▶ **Instructions to follow**
Search the data for the string "taken" and copy each line in which it appears.

▶ **Data records**
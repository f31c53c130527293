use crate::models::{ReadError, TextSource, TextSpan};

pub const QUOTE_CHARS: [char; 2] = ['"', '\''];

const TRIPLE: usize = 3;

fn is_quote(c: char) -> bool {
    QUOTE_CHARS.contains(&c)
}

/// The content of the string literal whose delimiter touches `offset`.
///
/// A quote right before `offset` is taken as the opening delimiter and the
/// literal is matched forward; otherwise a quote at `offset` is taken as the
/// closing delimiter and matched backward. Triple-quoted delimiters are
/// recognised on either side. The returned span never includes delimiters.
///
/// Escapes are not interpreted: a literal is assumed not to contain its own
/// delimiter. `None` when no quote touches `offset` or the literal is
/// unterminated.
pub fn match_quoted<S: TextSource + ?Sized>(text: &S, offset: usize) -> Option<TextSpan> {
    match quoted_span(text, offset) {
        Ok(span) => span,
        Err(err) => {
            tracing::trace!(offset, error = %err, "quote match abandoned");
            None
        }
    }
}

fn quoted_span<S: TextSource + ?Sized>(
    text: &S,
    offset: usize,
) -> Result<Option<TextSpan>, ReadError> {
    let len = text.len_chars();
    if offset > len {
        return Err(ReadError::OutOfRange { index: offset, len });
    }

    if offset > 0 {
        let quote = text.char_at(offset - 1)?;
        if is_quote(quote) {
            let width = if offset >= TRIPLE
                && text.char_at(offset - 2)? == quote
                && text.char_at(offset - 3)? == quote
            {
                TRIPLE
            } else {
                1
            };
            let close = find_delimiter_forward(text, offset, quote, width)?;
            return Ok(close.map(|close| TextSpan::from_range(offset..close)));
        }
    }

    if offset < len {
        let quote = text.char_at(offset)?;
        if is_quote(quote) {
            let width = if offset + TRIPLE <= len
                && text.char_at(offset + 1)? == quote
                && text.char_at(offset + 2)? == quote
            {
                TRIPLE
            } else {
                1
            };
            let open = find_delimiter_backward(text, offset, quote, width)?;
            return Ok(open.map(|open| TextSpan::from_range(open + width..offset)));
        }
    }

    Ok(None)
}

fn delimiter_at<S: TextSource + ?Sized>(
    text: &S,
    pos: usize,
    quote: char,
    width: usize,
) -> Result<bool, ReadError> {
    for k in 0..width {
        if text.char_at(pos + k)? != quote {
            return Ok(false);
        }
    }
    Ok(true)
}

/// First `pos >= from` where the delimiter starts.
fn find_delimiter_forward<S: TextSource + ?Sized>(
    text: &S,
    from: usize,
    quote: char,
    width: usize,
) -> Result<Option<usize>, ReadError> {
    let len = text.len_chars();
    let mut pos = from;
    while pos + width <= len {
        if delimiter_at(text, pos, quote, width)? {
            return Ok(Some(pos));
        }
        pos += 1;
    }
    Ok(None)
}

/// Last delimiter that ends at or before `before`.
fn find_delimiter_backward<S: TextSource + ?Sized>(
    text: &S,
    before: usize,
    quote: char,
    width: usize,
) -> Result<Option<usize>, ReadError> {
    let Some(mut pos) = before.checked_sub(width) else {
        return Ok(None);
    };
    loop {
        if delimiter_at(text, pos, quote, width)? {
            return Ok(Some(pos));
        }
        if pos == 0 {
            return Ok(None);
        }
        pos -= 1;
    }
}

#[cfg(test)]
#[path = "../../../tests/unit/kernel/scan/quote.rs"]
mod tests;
---
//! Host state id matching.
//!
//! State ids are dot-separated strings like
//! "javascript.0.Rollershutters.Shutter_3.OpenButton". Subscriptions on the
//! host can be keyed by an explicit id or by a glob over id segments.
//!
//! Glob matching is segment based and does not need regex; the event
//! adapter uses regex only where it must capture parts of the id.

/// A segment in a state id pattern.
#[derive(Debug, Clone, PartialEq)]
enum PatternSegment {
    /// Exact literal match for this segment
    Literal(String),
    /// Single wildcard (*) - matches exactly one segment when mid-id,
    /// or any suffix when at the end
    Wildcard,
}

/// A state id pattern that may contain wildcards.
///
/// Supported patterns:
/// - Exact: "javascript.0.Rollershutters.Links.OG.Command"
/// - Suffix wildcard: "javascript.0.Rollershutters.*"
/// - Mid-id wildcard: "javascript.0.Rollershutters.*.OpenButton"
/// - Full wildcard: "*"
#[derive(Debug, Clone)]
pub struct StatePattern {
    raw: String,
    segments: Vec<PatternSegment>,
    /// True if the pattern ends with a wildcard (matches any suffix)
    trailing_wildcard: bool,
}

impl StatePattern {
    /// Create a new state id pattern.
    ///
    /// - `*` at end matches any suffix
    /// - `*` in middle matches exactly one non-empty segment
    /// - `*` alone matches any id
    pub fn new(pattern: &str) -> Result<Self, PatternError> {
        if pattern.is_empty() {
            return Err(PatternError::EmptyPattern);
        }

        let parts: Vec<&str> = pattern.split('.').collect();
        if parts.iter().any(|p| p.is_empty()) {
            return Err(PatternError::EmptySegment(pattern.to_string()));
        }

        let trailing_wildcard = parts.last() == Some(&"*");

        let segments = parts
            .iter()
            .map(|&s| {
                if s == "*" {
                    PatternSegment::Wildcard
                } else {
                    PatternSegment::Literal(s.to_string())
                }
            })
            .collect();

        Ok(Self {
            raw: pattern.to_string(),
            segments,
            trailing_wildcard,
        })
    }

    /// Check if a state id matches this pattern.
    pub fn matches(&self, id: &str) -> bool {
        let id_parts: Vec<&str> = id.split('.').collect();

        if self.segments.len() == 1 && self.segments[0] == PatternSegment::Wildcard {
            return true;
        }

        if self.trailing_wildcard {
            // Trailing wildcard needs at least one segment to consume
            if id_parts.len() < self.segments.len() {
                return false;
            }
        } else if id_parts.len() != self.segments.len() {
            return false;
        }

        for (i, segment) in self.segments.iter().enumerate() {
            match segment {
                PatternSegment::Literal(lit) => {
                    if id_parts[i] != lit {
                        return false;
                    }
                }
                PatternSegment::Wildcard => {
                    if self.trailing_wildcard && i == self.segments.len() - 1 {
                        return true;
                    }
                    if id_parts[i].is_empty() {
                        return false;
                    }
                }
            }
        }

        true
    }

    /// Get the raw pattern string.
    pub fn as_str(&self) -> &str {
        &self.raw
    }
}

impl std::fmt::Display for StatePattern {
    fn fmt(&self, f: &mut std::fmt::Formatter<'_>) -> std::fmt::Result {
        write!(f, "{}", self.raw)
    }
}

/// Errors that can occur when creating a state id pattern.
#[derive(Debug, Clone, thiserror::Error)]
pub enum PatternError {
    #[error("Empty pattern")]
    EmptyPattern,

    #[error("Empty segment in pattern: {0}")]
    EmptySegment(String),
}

▶ **Solution to this problem**
/// A quote right before `offset` is taken as the opening delimiter and the
/// literal is matched forward; otherwise a quote at `offset` is taken as the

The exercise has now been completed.